Each line below from the one containing "impl Default for TrainingConfig" through the one containing "pub struct ServingConfig" should be output exactly as it stands, and no other line should appear.
────────
//! Configuration management for the failure prediction pipeline

use crate::models::boosting::BoostingParams;
use crate::models::softmax::SoftmaxParams;
use crate::models::LearnerType;
use anyhow::{Context, Result};
use config::{Config, File};
use serde::Deserialize;
use std::path::Path;

/// Main application configuration
#[derive(Debug, Clone, Default, Deserialize)]
#[serde(default)]
pub struct AppConfig {
    pub generator: GeneratorConfig,
    pub features: FeaturesConfig,
    pub training: TrainingConfig,
    pub serving: ServingConfig,
    pub monitoring: MonitoringConfig,
    pub logging: LoggingConfig,
}

/// Synthetic data generation configuration
#[derive(Debug, Clone, Deserialize)]
#[serde(default)]
pub struct GeneratorConfig {
    /// Number of records to generate
    pub records: u64,
    /// Records held in memory at once
    pub batch_size: usize,
    /// RNG seed
    pub seed: u64,
    /// Destination CSV path
    pub output_path: String,
}

impl Default for GeneratorConfig {
    fn default() -> Self {
        Self {
            records: 1_000_000,
            batch_size: 50_000,
            seed: 42,
            output_path: "data/data.csv".to_string(),
        }
    }
}

/// Feature engineering configuration
#[derive(Debug, Clone, Deserialize)]
#[serde(default)]
pub struct FeaturesConfig {
    /// Distinct user/device keys tolerated before an aggregation falls back
    /// to sentinel columns
    pub max_aggregation_groups: usize,
}

impl Default for FeaturesConfig {
    fn default() -> Self {
        Self {
            max_aggregation_groups: 5_000_000,
        }
    }
}

/// Training configuration
#[derive(Debug, Clone, Deserialize)]
#[serde(default)]
pub struct TrainingConfig {
    /// Rows sampled from the input file (all rows when unset)
    pub sample_size: Option<usize>,
    /// Seed for sampling, splitting and learners
    pub seed: u64,
    /// Outer hold-out fraction (test)
    pub test_size: f64,
    /// Inner hold-out fraction (validation)
    pub validation_size: f64,
    /// Row count above which the scaler is fitted on a prefix only
    pub partial_scaler_threshold: usize,
    /// Prefix length used for partial scaler fits
    pub scaler_fit_rows: usize,
    /// Learners trained and compared
    pub learners: Vec<LearnerType>,
    /// Gradient boosting hyper-parameters
    pub boosting: BoostingParams,
    /// Softmax regression hyper-parameters
    pub softmax: SoftmaxParams,
    /// Artifact output directory
    pub output_dir: String,
}

impl Default for TrainingConfig {
    fn default() -> Self {
        Self {
            sample_size: Some(1_000_000),
            seed: 42,
            test_size: 0.2,
            validation_size: 0.2,
            partial_scaler_threshold: 500_000,
            scaler_fit_rows: 100_000,
            learners: vec![LearnerType::GradientBoosting, LearnerType::SoftmaxRegression],
            boosting: BoostingParams::default(),
            softmax: SoftmaxParams::default(),
            output_dir: "model".to_string(),
        }
    }
}

/// Prediction serving configuration
#[derive(Debug, Clone, Deserialize)]
#[serde(default)]
pub struct ServingConfig {
    /// Directory holding the model and preprocessing artifacts
    pub model_dir: String,
    /// Concurrent prediction workers
    pub workers: usize,
}

impl Default for ServingConfig {
    fn default() -> Self {
        Self {
            model_dir: "model".to_string(),
            workers: 4,
        }
    }
}

/// Monitoring configuration
#[derive(Debug, Clone, Deserialize)]
#[serde(default)]
pub struct MonitoringConfig {
    /// Median shift, in scaler units, above which a feature counts as drifted
    pub drift_threshold: f64,
    /// Optional JSON-lines file receiving every logged prediction
    pub log_path: Option<String>,
}

impl Default for MonitoringConfig {
    fn default() -> Self {
        Self {
            drift_threshold: 1.0,
            log_path: None,
        }
    }
}

/// Logging configuration
#[derive(Debug, Clone, Deserialize)]
#[serde(default)]
pub struct LoggingConfig {
    /// Log level (trace, debug, info, warn, error)
    pub level: String,
    /// Log format (json, pretty)
    pub format: String,
}

impl Default for LoggingConfig {
    fn default() -> Self {
        Self {
            level: "info".to_string(),
            format: "pretty".to_string(),
        }
    }
}

impl AppConfig {
    /// Load configuration from the default location, falling back to
    /// defaults when the file does not exist
    pub fn load() -> Result<Self> {
        let path = Path::new("config/config.toml");
        if path.exists() {
            Self::load_from_path(path)
        } else {
            Ok(Self::default())
        }
    }

    /// Load configuration from a specific path
    pub fn load_from_path<P: AsRef<Path>>(path: P) -> Result<Self> {
        let config = Config::builder()
            .add_source(File::from(path.as_ref()))
            .build()
            .context("Failed to build configuration")?;

        config
            .try_deserialize()
            .context("Failed to deserialize configuration")
    }
}

#[cfg(test)]
mod tests {
    use super::*;
    use std::io::Write;

    #[test]
    fn test_default_config() {
        let config = AppConfig::default();
        assert_eq!(config.generator.seed, 42);
        assert_eq!(config.generator.batch_size, 50_000);
        assert_eq!(config.training.partial_scaler_threshold, 500_000);
        assert_eq!(config.training.scaler_fit_rows, 100_000);
        assert_eq!(config.training.learners.len(), 2);
        assert_eq!(config.monitoring.drift_threshold, 1.0);
    }

    #[test]
    fn test_partial_config_file() {
        let mut file = tempfile::Builder::new().suffix(".toml").tempfile().unwrap();
        writeln!(
            file,
            "[training]\nseed = 7\nlearners = [\"softmax_regression\"]\n\n[serving]\nworkers = 2"
        )
        .unwrap();

        let config = AppConfig::load_from_path(file.path()).unwrap();
        assert_eq!(config.training.seed, 7);
        assert_eq!(config.training.learners, vec![LearnerType::SoftmaxRegression]);
        assert_eq!(config.training.test_size, 0.2);
        assert_eq!(config.serving.workers, 2);
        assert_eq!(config.logging.level, "info");
    }
}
────────
**EXERCISE RESULT**:
impl Default for TrainingConfig {
    fn default() -> Self {
        Self {
            sample_size: Some(1_000_000),
            seed: 42,
            test_size: 0.2,
            validation_size: 0.2,
            partial_scaler_threshold: 500_000,
            scaler_fit_rows: 100_000,
            learners: vec![LearnerType::GradientBoosting, LearnerType::SoftmaxRegression],
            boosting: BoostingParams::default(),
            softmax: SoftmaxParams::default(),
            output_dir: "model".to_string(),
        }
    }
}

/// Prediction serving configuration
#[derive(Debug, Clone, Deserialize)]
#[serde(default)]
pub struct ServingConfig {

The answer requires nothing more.